Leading that charge is a confident 19-year-old teenager named Paula Creamer. Whether it is winning tournaments around the world, capturing the 2005 Louise Suggs Rolex Rookie of the Year Award or qualifying for the U.S. Solheim Cup Team, Creamer meets her goals head on and more often then not-like the three stated above-she usually accomplishes them.
With more than $1 million in earnings in her pocket from last year, Creamer's goal this year it to be the No. 1 player in the world. And with Annika Sorenstam-the 2005 Rolex Player of the Year, Vare Trophy winner and ADT Official Money List champion-opting not to play this week, Creamer has a head start on what figures to be an extremely competitive season.
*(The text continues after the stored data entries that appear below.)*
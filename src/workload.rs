use rand::prelude::*;
use serde::Deserialize;

use crate::core::Ticks;
use crate::sim::Process;

/// Parameters for a seeded random workload named `P1..Pn`.
#[derive(Debug, Clone, PartialEq, Eq, Deserialize)]
#[serde(default, deny_unknown_fields)]
pub struct RandomWorkload {
    pub count: usize,
    pub seed: u64,
    /// Arrivals are drawn from `0..=max_arrival`.
    pub max_arrival: Ticks,
    /// Bursts are drawn from `1..=max_burst`.
    pub max_burst: Ticks,
}

impl Default for RandomWorkload {
    fn default() -> Self {
        Self {
            count: 5,
            seed: 0,
            max_arrival: 5,
            max_burst: 10,
        }
    }
}

impl RandomWorkload {
    pub fn generate(&self) -> Vec<Process> {
        let mut rng = StdRng::seed_from_u64(self.seed);
        let max_burst = self.max_burst.max(1);

        (1..=self.count)
            .map(|n| {
                let arrival = rng.random_range(0..=self.max_arrival);
                let burst = rng.random_range(1..=max_burst);
                Process::new(format!("P{n}"), arrival, burst)
            })
            .collect()
    }
}

#[cfg(test)]
mod tests {
    use super::*;

    #[test]
    fn same_seed_same_workload() {
        let spec = RandomWorkload {
            count: 8,
            seed: 42,
            ..Default::default()
        };
        assert_eq!(spec.generate(), spec.generate());
    }

    #[test]
    fn values_stay_in_range() {
        let spec = RandomWorkload {
            count: 200,
            seed: 7,
            max_arrival: 3,
            max_burst: 4,
        };
        let procs = spec.generate();
        assert_eq!(procs.len(), 200);
        assert_eq!(procs[0].id, "P1");
        assert!(procs.iter().all(|p| p.arrival <= 3 && (1..=4).contains(&p.burst)));
    }

    #[test]
    fn zero_max_burst_still_yields_runnable_processes() {
        let spec = RandomWorkload {
            count: 3,
            max_burst: 0,
            ..Default::default()
        };
        assert!(spec.generate().iter().all(|p| p.burst == 1));
    }
}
However, Creamer is not the only player who is looking to make a splash to begin the year. Morgan Pressel and Ai Miyazato begin their highly anticipated LPGA careers this week and throngs of media, from south Florida to Japan, have followed.
At 17, the fiery Pressel is the youngest member of the Tour, but she plays well beyond her age. Last year, she tied for second at the U.S Women's Open conducted by the USGA as an amateur and never finished outside of the top 25 in any of the LPGA events she competed in. Her resume is decorated with amateur accolades from around country, but this week, she begins her career of playing for pay.
Miyazato is a rookie in name only. One of the most celebrated athletes in Japan-there is currently a 50-foot snow and ice sculpture depicting her likeness in Sapporo, Japan-brings her consistent game to the LPGA full-time after notching 11 wins over the previous two seasons while competing on the Japan LPGA.
Six-time LPGA winner and nine-year Tour veteran Cristie Kerr has to be considered one of the favorites this week. Kerr tied for second last year at the SBS Open and traditionally starts the season strong.
A year ago, Rosales set the pace early, opening with a tournament-record 66 (-6) in the first round. She followed it up with a 69 in the second round and then held off the field and survived some strong winds in the final round, closing with a 73. Kerr and then-amateur Michelle Wie tied for second.